При сем слове Лука Петрович остановился; он вытащил из кармана уже приготовленный кусок мелу, раскрыл ломберный стол, назначил мелом, посредине зеленого сукна, большую точку и около этой точки сделал множество кругов.
- Вот, смотри, - продолжал он, - это я тебе нарисовал картину рода человеческого. Точка эта изображает позор, плаху, палача, ссылку, одним словом, ошельмование. Около этой точки по всем этим кругам идут плуты всего человечества: дураки вертятся около самого носа у ката, так он их и дергает за ворот да перебирает; а чем круг ума побольше, тем они уже удаляются и, наконец, в полной безопасности совершают свой путь. Что ты на это скажешь?

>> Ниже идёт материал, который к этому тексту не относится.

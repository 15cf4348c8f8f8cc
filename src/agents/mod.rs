//! Agent pool
//!
//! Keeps registered agents in registration order. `claim` and `release`
//! run under a single mutex so an idle agent is never handed out twice.
//! Stopping a busy agent is deferred until its task is released.

mod executor;

pub use executor::{AgentExecutor, CancelSignal, ExecutionContext, ExecutionError, FnExecutor};

use std::sync::Arc;

use dashmap::DashMap;
use parking_lot::Mutex;

use crate::error::{Result, StageMemError};
use crate::events::{CoreEvent, SharedSink};
use crate::types::{Agent, AgentId, AgentOutcome, AgentStats, AgentStatus};

struct AgentSlot {
    agent: Agent,
    executor: Arc<dyn AgentExecutor>,
    /// Set when `stop` hits a busy agent; applied on release
    stop_requested: bool,
}

/// Registered worker agents
pub struct AgentPool {
    slots: Mutex<Vec<AgentSlot>>,
    stats: DashMap<AgentId, AgentStats>,
    sink: SharedSink,
}

impl AgentPool {
    pub fn new(sink: SharedSink) -> Self {
        Self {
            slots: Mutex::new(Vec::new()),
            stats: DashMap::new(),
            sink,
        }
    }

    /// Add an agent; it starts idle
    pub fn register(&self, mut agent: Agent, executor: Arc<dyn AgentExecutor>) -> Result<()> {
        agent.status = AgentStatus::Idle;
        let capabilities: Vec<String> = agent.capabilities.iter().cloned().collect();
        let id = agent.id.clone();
        {
            let mut slots = self.slots.lock();
            if slots.iter().any(|s| s.agent.id == id) {
                return Err(StageMemError::DuplicateAgentId(id));
            }
            slots.push(AgentSlot {
                agent,
                executor,
                stop_requested: false,
            });
        }
        self.stats.insert(id.clone(), AgentStats::default());

        tracing::info!(agent_id = %id, ?capabilities, "Agent registered");
        self.sink.emit(CoreEvent::agent_registered(&id, capabilities));
        Ok(())
    }

    /// Mark the first idle agent able to run `kind` as busy and return its id
    pub fn claim(&self, kind: &str) -> Result<AgentId> {
        let mut slots = self.slots.lock();
        let slot = slots
            .iter_mut()
            .find(|s| s.agent.status == AgentStatus::Idle && s.agent.can_handle(kind))
            .ok_or_else(|| StageMemError::NoAvailableAgent(kind.to_string()))?;
        slot.agent.status = AgentStatus::Busy;
        tracing::debug!(agent_id = %slot.agent.id, kind, "Agent claimed");
        Ok(slot.agent.id.clone())
    }

    /// Return a busy agent to idle and record how its task ended.
    /// An agent stopped mid-task becomes stopped instead.
    pub fn release(&self, agent_id: &str, outcome: AgentOutcome) -> Result<()> {
        {
            let mut slots = self.slots.lock();
            let slot = slots
                .iter_mut()
                .find(|s| s.agent.id == agent_id)
                .ok_or_else(|| StageMemError::AgentNotFound(agent_id.to_string()))?;
            match slot.agent.status {
                AgentStatus::Busy if slot.stop_requested => {
                    slot.stop_requested = false;
                    slot.agent.status = AgentStatus::Stopped;
                }
                AgentStatus::Busy => slot.agent.status = AgentStatus::Idle,
                AgentStatus::Idle => {
                    tracing::warn!(agent_id, "Release of an agent that was not busy");
                }
                AgentStatus::Stopped => {}
            }
        }

        self.stats
            .entry(agent_id.to_string())
            .or_default()
            .record(outcome);
        self.sink.emit(CoreEvent::agent_released(agent_id, outcome));
        Ok(())
    }

    /// Take an agent out of rotation. A busy agent finishes its task first.
    pub fn stop(&self, agent_id: &str) -> Result<()> {
        let mut slots = self.slots.lock();
        let slot = slots
            .iter_mut()
            .find(|s| s.agent.id == agent_id)
            .ok_or_else(|| StageMemError::AgentNotFound(agent_id.to_string()))?;
        match slot.agent.status {
            AgentStatus::Busy => {
                slot.stop_requested = true;
                tracing::info!(agent_id, "Agent will stop after its current task");
            }
            AgentStatus::Idle => {
                slot.agent.status = AgentStatus::Stopped;
                tracing::info!(agent_id, "Agent stopped");
            }
            AgentStatus::Stopped => {}
        }
        Ok(())
    }

    /// Put a stopped agent back into rotation, or cancel a pending stop
    /// of a busy one
    pub fn resume(&self, agent_id: &str) -> Result<()> {
        let mut slots = self.slots.lock();
        let slot = slots
            .iter_mut()
            .find(|s| s.agent.id == agent_id)
            .ok_or_else(|| StageMemError::AgentNotFound(agent_id.to_string()))?;
        match slot.agent.status {
            AgentStatus::Stopped => slot.agent.status = AgentStatus::Idle,
            AgentStatus::Busy => slot.stop_requested = false,
            AgentStatus::Idle => {}
        }
        Ok(())
    }

    pub fn get(&self, agent_id: &str) -> Result<Agent> {
        self.slots
            .lock()
            .iter()
            .find(|s| s.agent.id == agent_id)
            .map(|s| s.agent.clone())
            .ok_or_else(|| StageMemError::AgentNotFound(agent_id.to_string()))
    }

    pub fn executor(&self, agent_id: &str) -> Result<Arc<dyn AgentExecutor>> {
        self.slots
            .lock()
            .iter()
            .find(|s| s.agent.id == agent_id)
            .map(|s| Arc::clone(&s.executor))
            .ok_or_else(|| StageMemError::AgentNotFound(agent_id.to_string()))
    }

    /// All agents in registration order
    pub fn agents(&self) -> Vec<Agent> {
        self.slots.lock().iter().map(|s| s.agent.clone()).collect()
    }

    pub fn stats(&self, agent_id: &str) -> Option<AgentStats> {
        self.stats.get(agent_id).map(|s| s.clone())
    }

    /// Number of idle agents that could take `kind`
    pub fn idle_count(&self, kind: &str) -> usize {
        self.slots
            .lock()
            .iter()
            .filter(|s| s.agent.status == AgentStatus::Idle && s.agent.can_handle(kind))
            .count()
    }

    pub fn busy_count(&self) -> usize {
        self.slots
            .lock()
            .iter()
            .filter(|s| s.agent.status == AgentStatus::Busy)
            .count()
    }

    pub fn len(&self) -> usize {
        self.slots.lock().len()
    }

    pub fn is_empty(&self) -> bool {
        self.slots.lock().is_empty()
    }
}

А?
- Дай-ко табачку.
Засим последовало долгое совещание двух приятелей, которое было заключено следующею речью управителя:
- Первое: мы должны выпросить у барина вольную, себе и семействам нашим.
Второе: когда вольная будет засвидетельствована по форме, мы отопрем ящики и конторки Ивана Гавриловича, выберем все деньги и билеты ломбардные, на неизвестное имя написанные, к ним идет большая белая печать, я это знаю, потом запрем и все на свое место поставим.
Третье: деньги разделим пополам, а с билетами ты поезжай в Москву, немедленно: предлог этому путешествию мы придумаем; и, вынув деньги, возвратись, чтоб ни малейшего подозрения не подать. Деньги, конечно, надобно припрятать подальше, чтоб не обнаружили их.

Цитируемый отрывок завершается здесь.